▸ Assignment
Copy whichever lines of the data hold the word "Serialize".
*** Opening Material shown ***
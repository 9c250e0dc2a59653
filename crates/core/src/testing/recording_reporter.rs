//! Status reporter that keeps every event for assertions.

use std::collections::HashMap;
use std::sync::{Arc, Mutex};

use crate::item::Stage;
use crate::status::{Severity, StatusEvent, StatusReporter};

/// Records all stage changes in arrival order.
#[derive(Debug, Clone, Default)]
pub struct RecordingReporter {
    events: Arc<Mutex<Vec<StatusEvent>>>,
}

impl RecordingReporter {
    pub fn new() -> Self {
        Self::default()
    }

    pub fn events(&self) -> Vec<StatusEvent> {
        self.events.lock().map(|e| e.clone()).unwrap_or_default()
    }

    /// Events of one item.
    pub fn events_for(&self, item_id: &str) -> Vec<StatusEvent> {
        self.events()
            .into_iter()
            .filter(|e| e.item_id == item_id)
            .collect()
    }

    /// Stages reported for one item, in order.
    pub fn stages_for(&self, item_id: &str) -> Vec<Stage> {
        self.events_for(item_id).into_iter().map(|e| e.stage).collect()
    }

    /// Last message reported for one item.
    pub fn last_message(&self, item_id: &str) -> Option<String> {
        self.events_for(item_id).pop().map(|e| e.message)
    }

    /// Highest number of items simultaneously in a processing stage,
    /// replaying the events in order. An item whose latest event is a
    /// failure no longer counts.
    pub fn peak_processing(&self) -> usize {
        let mut current: HashMap<String, Stage> = HashMap::new();
        let mut peak = 0;
        for event in self.events() {
            if event.severity == Severity::Failed {
                current.remove(&event.item_id);
                continue;
            }
            current.insert(event.item_id.clone(), event.stage);
            let processing = current.values().filter(|s| s.is_processing()).count();
            peak = peak.max(processing);
        }
        peak
    }
}

impl StatusReporter for RecordingReporter {
    fn on_stage_change(&self, event: StatusEvent) {
        if let Ok(mut events) = self.events.lock() {
            events.push(event);
        }
    }
}
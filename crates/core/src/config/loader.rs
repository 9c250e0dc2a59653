use figment::{
    providers::{Env, Format, Toml},
    Figment,
};
use std::path::Path;

use super::{types::Config, ConfigError};

/// Load configuration from file with environment variable overrides.
///
/// Variables use a `DICTAPHONE_` prefix and `__` between nesting levels,
/// e.g. `DICTAPHONE_PIPELINE__CONCURRENCY=4`.
pub fn load_config(path: &Path) -> Result<Config, ConfigError> {
    if !path.exists() {
        return Err(ConfigError::FileNotFound(path.display().to_string()));
    }

    let config: Config = Figment::new()
        .merge(Toml::file(path))
        .merge(Env::prefixed("DICTAPHONE_").split("__"))
        .extract()
        .map_err(|e| ConfigError::ParseError(e.to_string()))?;

    Ok(config)
}

/// Load configuration from TOML string (useful for testing)
pub fn load_config_from_str(toml_str: &str) -> Result<Config, ConfigError> {
    toml::from_str(toml_str).map_err(|e| ConfigError::ParseError(e.to_string()))
}
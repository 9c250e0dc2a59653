//! Finds recordings on the mounted recorder.

use std::path::Path;

use anyhow::{Context, Result};
use tracing::{debug, warn};

use dictaphone_core::{Recipient, SourceConfig, WorkItem};

/// Lists recordings in configured folder order, files sorted by name.
///
/// The extension is matched case-sensitively, so renamed `.BAK` files and
/// lowercase duplicates are ignored. A missing folder is skipped.
pub fn discover(source: &SourceConfig) -> Result<Vec<WorkItem>> {
    let mut items = Vec::new();

    for folder in &source.folders {
        let dir = source.root.join(&folder.path);
        if !dir.is_dir() {
            warn!("Recorder folder {:?} not found, skipping", dir);
            continue;
        }

        let found = scan_folder(&dir, &source.extension, &folder.recipients)
            .with_context(|| format!("Failed to scan {:?}", dir))?;
        debug!("Found {} recording(s) in {:?}", found.len(), dir);
        items.extend(found);
    }

    Ok(items)
}

fn scan_folder(dir: &Path, extension: &str, recipients: &[Recipient]) -> Result<Vec<WorkItem>> {
    let mut paths = Vec::new();
    for entry in std::fs::read_dir(dir)? {
        let path = entry?.path();
        let matches = path.is_file()
            && path
                .extension()
                .map(|ext| ext == extension)
                .unwrap_or(false);
        if matches {
            paths.push(path);
        }
    }
    paths.sort();

    Ok(paths
        .into_iter()
        .map(|path| WorkItem::new(path, recipients.to_vec()))
        .collect())
}
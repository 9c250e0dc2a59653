//! Types describing the result of a batch run.

use serde::{Deserialize, Serialize};

use crate::item::{Stage, WorkItem};

/// Final outcome of one recording.
#[derive(Debug, Clone, PartialEq, Eq, Serialize, Deserialize)]
#[serde(tag = "outcome", rename_all = "snake_case")]
pub enum ItemOutcome {
    /// Sent with its transcript.
    Delivered,
    /// Sent, but the transcription job ended with `job_status`.
    DeliveredWithoutTranscript { job_status: String },
    /// Stopped before delivery.
    Failed { failed_at: Stage, error: String },
}

/// Summary line for one recording.
#[derive(Debug, Clone, Serialize, Deserialize)]
pub struct ItemSummary {
    pub id: String,
    pub file_name: String,
    pub stage: Stage,
    #[serde(flatten)]
    pub outcome: ItemOutcome,
}

impl ItemSummary {
    pub fn from_item(item: &WorkItem) -> Self {
        let outcome = match (item.fault(), item.job_failure()) {
            (Some(fault), _) => ItemOutcome::Failed {
                failed_at: fault.stage,
                error: fault.error.clone(),
            },
            (None, _) if item.stage() != Stage::Finished => ItemOutcome::Failed {
                failed_at: item.stage(),
                error: "not finalized".to_string(),
            },
            (None, Some(failure)) => ItemOutcome::DeliveredWithoutTranscript {
                job_status: failure.status.to_string(),
            },
            (None, None) => ItemOutcome::Delivered,
        };

        Self {
            id: item.id().to_string(),
            file_name: item.file_name().to_string(),
            stage: item.stage(),
            outcome,
        }
    }
}

/// Result of [`PipelineCoordinator::run`](super::PipelineCoordinator::run).
#[derive(Debug, Clone, Serialize, Deserialize)]
pub struct BatchReport {
    /// Per-recording summaries, in discovery order.
    pub items: Vec<ItemSummary>,
    /// Duration of the concurrent phase in milliseconds.
    pub processing_duration_ms: u64,
    /// Duration of the sequential phase in milliseconds.
    pub sending_duration_ms: u64,
    /// Highest number of recordings processed at the same time.
    pub peak_concurrency: usize,
}

impl BatchReport {
    pub fn total(&self) -> usize {
        self.items.len()
    }

    /// Recordings sent, with or without a transcript.
    pub fn delivered(&self) -> usize {
        self.items
            .iter()
            .filter(|s| !matches!(s.outcome, ItemOutcome::Failed { .. }))
            .count()
    }

    /// Recordings sent without a transcript because their job failed.
    pub fn job_failures(&self) -> usize {
        self.items
            .iter()
            .filter(|s| matches!(s.outcome, ItemOutcome::DeliveredWithoutTranscript { .. }))
            .count()
    }

    pub fn failed(&self) -> usize {
        self.total() - self.delivered()
    }
}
*** Closing Material shown ***
▸ Result of the task
use serde::{Deserialize, Serialize};
#[derive(Debug, Clone, PartialEq, Eq, Serialize, Deserialize)]
#[derive(Debug, Clone, Serialize, Deserialize)]
#[derive(Debug, Clone, Serialize, Deserialize)]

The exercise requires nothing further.